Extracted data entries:
----------------

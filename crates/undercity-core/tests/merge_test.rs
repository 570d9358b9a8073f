//! Merge pipeline tests against real git repositories: fast-forward
//! landings, serial linear history, rebase conflicts, and the
//! post-rebase verify-and-fix loop.

use std::path::Path;
use std::sync::Arc;
use std::time::Duration;

use uuid::Uuid;

use undercity_core::git;
use undercity_core::merge::{MergeCandidate, MergeConfig, MergePipeline};
use undercity_core::verify::{VerifyCommand, VerifyRunner};
use undercity_core::worktree::{WorktreeInfo, WorktreeManager};
use undercity_state::models::{ErrorCategory, VerifyKind};
use undercity_test_utils::{run_git, ScriptedAgent, TempRepo};

struct Harness {
    repo: TempRepo,
    _worktree_base: tempfile::TempDir,
    manager: WorktreeManager,
}

impl Harness {
    fn new() -> Self {
        let repo = TempRepo::new();
        let worktree_base = tempfile::TempDir::new().unwrap();
        let manager =
            WorktreeManager::new(&repo.path, Some(worktree_base.path().to_path_buf())).unwrap();
        Self {
            repo,
            _worktree_base: worktree_base,
            manager,
        }
    }

    /// Create a worktree and commit one file change in it.
    fn branch_with_change(&self, rel_path: &str, contents: &str) -> WorktreeInfo {
        let info = self.manager.create_worktree(Uuid::new_v4()).unwrap();
        let file = info.path.join(rel_path);
        if let Some(parent) = file.parent() {
            std::fs::create_dir_all(parent).unwrap();
        }
        std::fs::write(&file, contents).unwrap();
        run_git(&info.path, &["add", "."]);
        run_git(&info.path, &["commit", "-m", "agent change"]);
        info
    }

    fn pipeline(&self, verify: VerifyRunner, agent: Arc<ScriptedAgent>) -> MergePipeline {
        MergePipeline::new(
            self.manager.clone(),
            verify,
            agent,
            MergeConfig {
                fix_timeout: Duration::from_secs(10),
                ..MergeConfig::default()
            },
        )
    }

    fn candidate(&self, info: &WorktreeInfo, parent_id: Option<Uuid>) -> MergeCandidate {
        MergeCandidate {
            task_id: info.task_id,
            parent_id,
            branch: info.branch.clone(),
            worktree_path: info.path.clone(),
        }
    }
}

fn no_verify() -> VerifyRunner {
    VerifyRunner::with_commands(vec![])
}

fn marker_verify() -> VerifyRunner {
    VerifyRunner::with_commands(vec![VerifyCommand {
        project_type: "test".into(),
        kind: VerifyKind::Test,
        command: "test".into(),
        args: vec!["-f".into(), "required.marker".into()],
    }])
    .with_timeout(Duration::from_secs(10))
}

// ===========================================================================

#[tokio::test]
async fn single_branch_fast_forwards() {
    let harness = Harness::new();
    let before = harness.repo.commit_count();
    let info = harness.branch_with_change("feature.txt", "new feature\n");

    let pipeline = harness.pipeline(no_verify(), Arc::new(ScriptedAgent::always("")));
    let outcomes = pipeline
        .merge_batch(vec![harness.candidate(&info, None)])
        .await;

    assert_eq!(outcomes.len(), 1);
    assert!(outcomes[0].success, "{:?}", outcomes[0]);
    assert_eq!(
        outcomes[0].merged_sha.as_deref(),
        Some(harness.repo.head_sha().as_str())
    );
    assert_eq!(harness.repo.commit_count(), before + 1);
    assert!(harness.repo.file_exists("feature.txt"));
}

#[tokio::test]
async fn disjoint_branches_land_serially_and_linearly() {
    let harness = Harness::new();
    let before = harness.repo.commit_count();
    let a = harness.branch_with_change("a.rs", "pub fn a() {}\n");
    let b = harness.branch_with_change("b.rs", "pub fn b() {}\n");

    let pipeline = harness.pipeline(no_verify(), Arc::new(ScriptedAgent::always("")));
    let outcomes = pipeline
        .merge_batch(vec![
            harness.candidate(&a, None),
            harness.candidate(&b, None),
        ])
        .await;

    assert!(outcomes.iter().all(|o| o.success), "{outcomes:?}");
    assert_eq!(harness.repo.commit_count(), before + 2);
    assert!(harness.repo.file_exists("a.rs") && harness.repo.file_exists("b.rs"));

    // Strictly linear mainline: every commit has at most one parent.
    let merges = undercity_test_utils::output_git(
        &harness.repo.path,
        &["rev-list", "--merges", "HEAD"],
    );
    assert!(merges.is_empty(), "history must be linear, found merges: {merges}");
}

#[tokio::test]
async fn conflicting_branch_fails_with_rebase_conflict() {
    let harness = Harness::new();
    // Both branches rewrite README.md with different content.
    let a = harness.branch_with_change("README.md", "version A\n");
    let b = harness.branch_with_change("README.md", "version B\n");

    let pipeline = harness.pipeline(no_verify(), Arc::new(ScriptedAgent::always("")));
    let outcomes = pipeline
        .merge_batch(vec![
            harness.candidate(&a, None),
            harness.candidate(&b, None),
        ])
        .await;

    let successes: Vec<_> = outcomes.iter().filter(|o| o.success).collect();
    let failures: Vec<_> = outcomes.iter().filter(|o| !o.success).collect();
    assert_eq!(successes.len(), 1);
    assert_eq!(failures.len(), 1);
    assert_eq!(
        failures[0].category,
        Some(ErrorCategory::RebaseConflict),
        "{failures:?}"
    );
    // The failed worktree was left rebase-aborted, not mid-rebase.
    let loser = if successes[0].task_id == a.task_id { &b } else { &a };
    let status = git::git(&loser.path, &["status", "--porcelain"]).unwrap();
    assert!(!status.contains("UU"), "no unresolved conflict markers: {status}");
}

#[tokio::test]
async fn post_rebase_verify_failure_is_fixed_by_agent() {
    let harness = Harness::new();
    let info = harness.branch_with_change("code.rs", "pub fn f() {}\n");

    // Verification wants required.marker, which the branch lacks. The fix
    // agent writes it; the pipeline commits the repair.
    let agent = Arc::new(ScriptedAgent::new(vec![
        undercity_test_utils::ScriptedResponse::with_effect("wrote the marker", |cwd: &Path| {
            std::fs::write(cwd.join("required.marker"), "ok\n").unwrap();
        }),
    ]));
    let pipeline = harness.pipeline(marker_verify(), Arc::clone(&agent));
    let outcomes = pipeline
        .merge_batch(vec![harness.candidate(&info, None)])
        .await;

    assert!(outcomes[0].success, "{:?}", outcomes[0]);
    assert_eq!(agent.call_count(), 1);
    assert!(harness.repo.file_exists("required.marker"));
}

#[tokio::test]
async fn unfixable_verify_failure_is_terminal_with_kind() {
    let harness = Harness::new();
    let info = harness.branch_with_change("code.rs", "pub fn f() {}\n");

    // The agent never writes the marker.
    let agent = Arc::new(ScriptedAgent::always("could not fix"));
    let pipeline = harness.pipeline(marker_verify(), Arc::clone(&agent));
    let outcomes = pipeline
        .merge_batch(vec![harness.candidate(&info, None)])
        .await;

    assert!(!outcomes[0].success);
    assert_eq!(
        outcomes[0].category,
        Some(ErrorCategory::VerifyFailed(VerifyKind::Test))
    );
    // Bounded agent work: default merge_fix_attempts.
    assert_eq!(agent.call_count(), MergeConfig::default().merge_fix_attempts as usize);
    // Mainline untouched.
    assert!(!harness.repo.file_exists("code.rs"));
}

#[tokio::test]
async fn sibling_conflict_is_labeled() {
    let harness = Harness::new();
    let parent = Uuid::new_v4();
    let a = harness.branch_with_change("shared.txt", "sibling A\n");
    let b = harness.branch_with_change("shared.txt", "sibling B\n");

    let pipeline = harness.pipeline(no_verify(), Arc::new(ScriptedAgent::always("")));
    let outcomes = pipeline
        .merge_batch(vec![
            harness.candidate(&a, Some(parent)),
            harness.candidate(&b, Some(parent)),
        ])
        .await;

    let failure = outcomes.iter().find(|o| !o.success).expect("one must fail");
    assert!(
        failure.sibling_conflict,
        "conflict between siblings should be labeled: {failure:?}"
    );
}

#[tokio::test]
async fn malformed_candidates_fail_without_touching_mainline() {
    let harness = Harness::new();
    let before = harness.repo.head_sha();

    let pipeline = harness.pipeline(no_verify(), Arc::new(ScriptedAgent::always("")));
    let outcomes = pipeline
        .merge_batch(vec![
            MergeCandidate {
                task_id: Uuid::new_v4(),
                parent_id: None,
                branch: "bad name; rm -rf".into(),
                worktree_path: harness.repo.path.clone(),
            },
            MergeCandidate {
                task_id: Uuid::new_v4(),
                parent_id: None,
                branch: "undercity/missing".into(),
                worktree_path: "/does/not/exist".into(),
            },
        ])
        .await;

    assert!(outcomes.iter().all(|o| !o.success));
    assert_eq!(harness.repo.head_sha(), before);
}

----------------

TASK PROMPT. Using the entries above, state the number of lines that include "history". Add nothing else.

SOLUTION. 2